◆ **Problem statement**
Going line by line through the entries below, count those that contain "true". Give the number by itself.

══ The data ══

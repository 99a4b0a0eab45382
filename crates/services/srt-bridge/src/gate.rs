//! Codec gate
//!
//! Decides, per elementary stream, whether a frame may reach the muxer and
//! whether a configuration frame has to be synthesized ahead of it. A
//! receiver that tunes in at any key frame must find the codec setup right
//! before it, so:
//!
//! * audio is held back until an `is_config` frame has been seen;
//! * video is held back until a configuration is known and a key frame
//!   arrives, and every later key frame is preceded by a fresh copy of the
//!   configuration.
//!
//! The gate only returns decisions; it never touches the muxer or the network.

use bytes::Bytes;

use crate::avc;
use crate::media::{AudioTag, FrameType, VideoCodec, VideoTag};

/// A frame the gate lets through, in muxer order
#[derive(Debug, Clone, PartialEq, Eq)]
pub enum Forward {
    Audio {
        tag: AudioTag,
        payload: Bytes,
        /// Configuration replayed from the cache rather than received now
        synthetic: bool,
    },
    Video {
        tag: VideoTag,
        payload: Bytes,
        synthetic: bool,
    },
}

impl Forward {
    pub fn is_synthetic(&self) -> bool {
        match self {
            Forward::Audio { synthetic, .. } | Forward::Video { synthetic, .. } => *synthetic,
        }
    }

    pub fn time_ms(&self) -> u32 {
        match self {
            Forward::Audio { tag, .. } => tag.time_ms,
            Forward::Video { tag, .. } => tag.time_ms,
        }
    }
}

/// Last configuration seen on one stream
#[derive(Debug, Clone)]
pub struct CodecCache<T> {
    config: Option<(T, Bytes)>,
    sent: bool,
}

impl<T> Default for CodecCache<T> {
    fn default() -> Self {
        Self {
            config: None,
            sent: false,
        }
    }
}

impl<T> CodecCache<T> {
    pub fn is_configured(&self) -> bool {
        self.config.is_some()
    }

    /// Configuration has been forwarded at least once
    pub fn is_sent(&self) -> bool {
        self.sent
    }

    fn store(&mut self, tag: T, payload: Bytes) {
        self.config = Some((tag, payload));
    }

    fn clear(&mut self) -> bool {
        let had_state = self.config.is_some() || self.sent;
        self.config = None;
        self.sent = false;
        had_state
    }
}

/// Gate decision counters
#[derive(Debug, Clone, Copy, Default, PartialEq, Eq, serde::Serialize)]
pub struct GateStats {
    pub forwarded: u64,
    pub synthesized: u64,
    pub dropped: u64,
}

/// Audio and video gating state of one egress session
#[derive(Debug, Default)]
pub struct CodecGate {
    audio: CodecCache<AudioTag>,
    video: CodecCache<VideoTag>,
    stats: GateStats,
}

impl CodecGate {
    pub fn new() -> Self {
        Self::default()
    }

    pub fn audio(&self) -> &CodecCache<AudioTag> {
        &self.audio
    }

    pub fn video(&self) -> &CodecCache<VideoTag> {
        &self.video
    }

    pub fn stats(&self) -> GateStats {
        self.stats
    }

    /// Neither stream holds configuration state
    pub fn is_clean(&self) -> bool {
        !self.audio.is_configured()
            && !self.audio.is_sent()
            && !self.video.is_configured()
            && !self.video.is_sent()
    }

    pub fn on_audio(&mut self, tag: &AudioTag, payload: &Bytes) -> Vec<Forward> {
        if tag.is_config {
            self.audio.store(tag.clone(), payload.clone());
        }

        let mut out = Vec::with_capacity(2);
        if !self.audio.sent {
            let Some((config_tag, config)) = &self.audio.config else {
                self.stats.dropped += 1;
                tracing::trace!(time_ms = tag.time_ms, "audio frame dropped, no codec config yet");
                return out;
            };

            self.audio.sent = true;
            tracing::info!(codec = ?config_tag.codec, "audio codec config sent");
            if !tag.is_config {
                out.push(Forward::Audio {
                    tag: AudioTag {
                        time_ms: tag.time_ms,
                        ..config_tag.clone()
                    },
                    payload: config.clone(),
                    synthetic: true,
                });
            }
        }

        out.push(Forward::Audio {
            tag: tag.clone(),
            payload: payload.clone(),
            synthetic: false,
        });
        self.count(&out);
        out
    }

    pub fn on_video(&mut self, tag: &VideoTag, payload: &Bytes) -> Vec<Forward> {
        if tag.frame == FrameType::Config {
            return self.on_video_config(tag, payload);
        }

        let mut explicit = false;
        if tag.codec == VideoCodec::H264 && tag.frame == FrameType::Key {
            if let Some((sps, pps)) = avc::extract_parameter_sets(payload) {
                explicit = !self.video.is_configured() && !self.video.sent;
                self.video.store(
                    VideoTag::new(tag.codec, FrameType::Config, tag.time_ms),
                    avc::build_decoder_config(&sps, &pps),
                );
            }
        }

        let mut out = Vec::with_capacity(2);
        if !self.video.sent {
            if !self.video.is_configured() {
                self.stats.dropped += 1;
                tracing::trace!(time_ms = tag.time_ms, "video frame dropped, no codec config yet");
                return out;
            }
            if tag.frame != FrameType::Key {
                self.stats.dropped += 1;
                tracing::debug!(time_ms = tag.time_ms, "video frame dropped to wait for the first key frame");
                return out;
            }

            self.video.sent = true;
            tracing::info!(codec = ?tag.codec, time_ms = tag.time_ms, "video codec config sent");
            if !explicit {
                out.extend(self.synthesize_video_config(tag.time_ms));
            }
        } else if tag.frame == FrameType::Key {
            out.extend(self.synthesize_video_config(tag.time_ms));
        }

        out.push(Forward::Video {
            tag: tag.clone(),
            payload: payload.clone(),
            synthetic: false,
        });
        self.count(&out);
        out
    }

    fn on_video_config(&mut self, tag: &VideoTag, payload: &Bytes) -> Vec<Forward> {
        if tag.codec == VideoCodec::H264 {
            if let Err(e) = avc::parse_decoder_config(payload) {
                self.stats.dropped += 1;
                tracing::warn!(time_ms = tag.time_ms, error = %e, "malformed H.264 config dropped");
                return Vec::new();
            }
        }
        self.video.store(tag.clone(), payload.clone());
        tracing::debug!(codec = ?tag.codec, time_ms = tag.time_ms, "video codec config saved");

        if !self.video.sent {
            // Sent ahead of the first key frame
            return Vec::new();
        }

        let out = vec![Forward::Video {
            tag: tag.clone(),
            payload: payload.clone(),
            synthetic: false,
        }];
        self.count(&out);
        out
    }

    fn synthesize_video_config(&self, time_ms: u32) -> Option<Forward> {
        let (config_tag, config) = self.video.config.as_ref()?;
        Some(Forward::Video {
            tag: VideoTag {
                time_ms,
                composition_offset: 0,
                ..config_tag.clone()
            },
            payload: config.clone(),
            synthetic: true,
        })
    }

    fn count(&mut self, out: &[Forward]) {
        for forward in out {
            if forward.is_synthetic() {
                self.stats.synthesized += 1;
            } else {
                self.stats.forwarded += 1;
            }
        }
    }

    /// Forget both configurations so the next stream starts from scratch
    ///
    /// Returns whether there was anything to forget; calling it again is a
    /// no-op.
    pub fn reset(&mut self) -> bool {
        let audio = self.audio.clear();
        let video = self.video.clear();
        if audio || video {
            tracing::debug!("codec gate reset");
        }
        audio || video
    }
}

═══

◆ **Exercise result**
4